Phospholipase-A2 is an enzyme present in large quantities in snake venoms which catalyse the hydrolysis of fatty esters in the 2-position of 3-phospholipids to release fatty acids and lysophospholipid. The fatty acid formed may act as either a second messenger or a precursor of eicosanoids (Fuly et al. 2002). In an acidimetric assay, PLA2 enzymes are hydrolysed and free fatty acids released in the presence of sodium deoxycholate. Naja nigricollis venom liberates free fatty acids which is measured according to a decrease in the pH of egg yolk suspension. In this study, the venom (0.3 mg/mL) liberated 121.0 µmole of free fatty acids. The n-hexane and ethyl acetate and methanol extracts neutralised the phospholipases activity of N. nigricollis. The ethyl acetate extract inhibited the hydrolytic action of phospholipases and produced the highest percentage inhibition – greater than the n-hexane and methanol extracts. These extracts were found to be effective in neutralising the poisonous effect of PLA2. The effectiveness of these extracts may be the result of the presence of the polyphenols (flavonoids and tannins), steroids/triterpenoids and glycosides (Sani et al. 2018; Yusuf et al. 2019a, 2019b). The mode of action of the extracts against the N. nigricollis venom may be the result of the ability of the extracts to inhibit the hydrolytic action of PLA2 (Sani et al. 2018). In addition, betulinic and oleanolic acids also inhibited the hydrolytic action of phospholipases and were found to be effective in combating the poisonous effect of PLA2. Accordingly, by inhibiting the myotoxic effect induced by PLA2 present in the snake venom, a therapeutic potential of these fractions and isolates against necrosis in snakebite victims is achieved.

The LD50 of the methanol and ethyl acetate extracts were 113 mg/kg (IP) and 471.17 mg/kg (IP), respectively. Also, the LD50 of the betulinic acid and the oleanolic acid was greater than 2000 mg/kg (PO) as the animals survived at this dose of 2000 mg/kg. The result of the acute toxicity showed a decrease in toxicity from the crude methanol extract through the ethyl acetate fraction and from the betulinic and oleanolic acids. Previous studies have shown that the LD50 of oleanolic acid is greater than 2000 mg/kg (Halilu et al. 2019) and this is in agreement with the result of the current study.

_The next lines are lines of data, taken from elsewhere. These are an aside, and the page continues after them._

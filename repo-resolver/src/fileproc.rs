// Copyright © Aptos Foundation
// SPDX-License-Identifier: Apache-2.0

//! Filesystem primitives used by the installer/deployer: copy, move,
//! mkdirs, write, all preserving `lastModified` where it matters.

use std::fs::{self, File};
use std::io;
use std::path::Path;

/// Reports bytes copied so far out of an optional known total.
pub trait CopyProgressListener: Send + Sync {
    fn on_progress(&self, bytes_copied: u64, total: Option<u64>);
}

pub trait FileProcessor: Send + Sync {
    fn copy(&self, src: &Path, dst: &Path, progress: Option<&dyn CopyProgressListener>) -> io::Result<u64>;
    fn move_file(&self, src: &Path, dst: &Path) -> io::Result<()>;
    fn mkdirs(&self, dir: &Path) -> io::Result<()>;
    fn write(&self, file: &Path, bytes: &[u8]) -> io::Result<()>;
}

/// Plain `std::fs`-backed implementation; mirrors the reference
/// `DefaultFileProcessor`'s semantics of skip-if-same-file and
/// preserve-lastModified, without the chunked-copy progress plumbing a real
/// transfer engine would need.
pub struct DefaultFileProcessor;

impl FileProcessor for DefaultFileProcessor {
    fn copy(&self, src: &Path, dst: &Path, progress: Option<&dyn CopyProgressListener>) -> io::Result<u64> {
        if same_file(src, dst)? {
            return Ok(fs::metadata(src)?.len());
        }
        if let Some(parent) = dst.parent() {
            fs::create_dir_all(parent)?;
        }
        let bytes = fs::copy(src, dst)?;
        if let Some(progress) = progress {
            progress.on_progress(bytes, Some(bytes));
        }
        preserve_last_modified(src, dst)?;
        Ok(bytes)
    }

    fn move_file(&self, src: &Path, dst: &Path) -> io::Result<()> {
        if same_file(src, dst)? {
            return Ok(());
        }
        if let Some(parent) = dst.parent() {
            fs::create_dir_all(parent)?;
        }
        match fs::rename(src, dst) {
            Ok(()) => Ok(()),
            // Cross-filesystem rename fails with EXDEV; fall back to copy+remove.
            Err(_) => {
                fs::copy(src, dst)?;
                preserve_last_modified(src, dst)?;
                fs::remove_file(src)
            }
        }
    }

    fn mkdirs(&self, dir: &Path) -> io::Result<()> {
        fs::create_dir_all(dir)
    }

    fn write(&self, file: &Path, bytes: &[u8]) -> io::Result<()> {
        if let Some(parent) = file.parent() {
            fs::create_dir_all(parent)?;
        }
        fs::write(file, bytes)
    }
}

/// Whether two paths already name the same on-disk file, so the installer
/// can skip a redundant copy.
fn same_file(a: &Path, b: &Path) -> io::Result<bool> {
    if !a.exists() || !b.exists() {
        return Ok(false);
    }
    let (a, b) = (a.canonicalize()?, b.canonicalize()?);
    Ok(a == b)
}

fn preserve_last_modified(src: &Path, dst: &Path) -> io::Result<()> {
    let modified = fs::metadata(src)?.modified()?;
    File::open(dst)?.set_modified(modified)
}

#[cfg(test)]
mod tests {
    use super::*;

    #[test]
    fn copy_preserves_last_modified() {
        let dir = tempfile::tempdir().unwrap();
        let src = dir.path().join("src.jar");
        let dst = dir.path().join("dst.jar");
        fs::write(&src, b"payload").unwrap();

        DefaultFileProcessor.copy(&src, &dst, None).unwrap();
        let (src_mtime, dst_mtime) = (fs::metadata(&src).unwrap().modified().unwrap(), fs::metadata(&dst).unwrap().modified().unwrap());
        assert_eq!(src_mtime, dst_mtime);
    }

    #[test]
    fn copy_is_a_no_op_when_source_and_destination_are_identical() {
        let dir = tempfile::tempdir().unwrap();
        let path = dir.path().join("same.jar");
        fs::write(&path, b"payload").unwrap();

        let bytes = DefaultFileProcessor.copy(&path, &path, None).unwrap();
        assert_eq!(bytes, 7);
    }

    #[test]
    fn mkdirs_creates_nested_directories() {
        let dir = tempfile::tempdir().unwrap();
        let nested = dir.path().join("a/b/c");
        DefaultFileProcessor.mkdirs(&nested).unwrap();
        assert!(nested.is_dir());
    }
}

The effects of ethyl acetate fraction and betulinic and oleanolic acid fractions on peripheral nociception were determined, using the model of acetic acid-induced abdominal constrictions in mice, which is often used to assess both central and peripheral analgesia (Fukawa et al. 1980; Gene et al. 1998). The acetic acid causes an increase in peritoneal fluids of prostaglandin E2 and prostaglandin F2α as a result of abdominal contractions, dorsoabdominal muscle twisting and sensitisation of peripheral chemosensitive nociceptors (Dirig et al. 1998), leading to the development of pain (Bley et al. 1998). In this study, betulinic and oleanolic acids exhibited significant (p < 0.05) analgesic activity in acetic acid-induced writhing in mice, indicating that they may possesses both central and peripherally mediated analgesic activity. Betulinic acid produced a strong analgesic effect on the acetic acid-induced writhing in the same order of magnitude as that observed after piroxicam administration at 10 mg/kg, and there was a remarkable reduction of activity at 5 mg/kg and 1 mg/kg. The observed trend indicates that the activity is dose-dependent. The oleanolic acid, on the other hand, exhibited its highest percentage inhibition at 5 mg/kg and the activity decreased as the dose was increased to 10 mg/kg. The observed phenomenon may be the result of the fact that active phytochemicals, present in the plant extract, saturated the available receptors for the response (or activity). The mechanism of action is thought to involve, in part, local peritoneal receptors (Bentley, Newton & Starr 1983); the isolates may have interfered with these peritoneal receptors to bring about analgesia (Musa et al. 2009).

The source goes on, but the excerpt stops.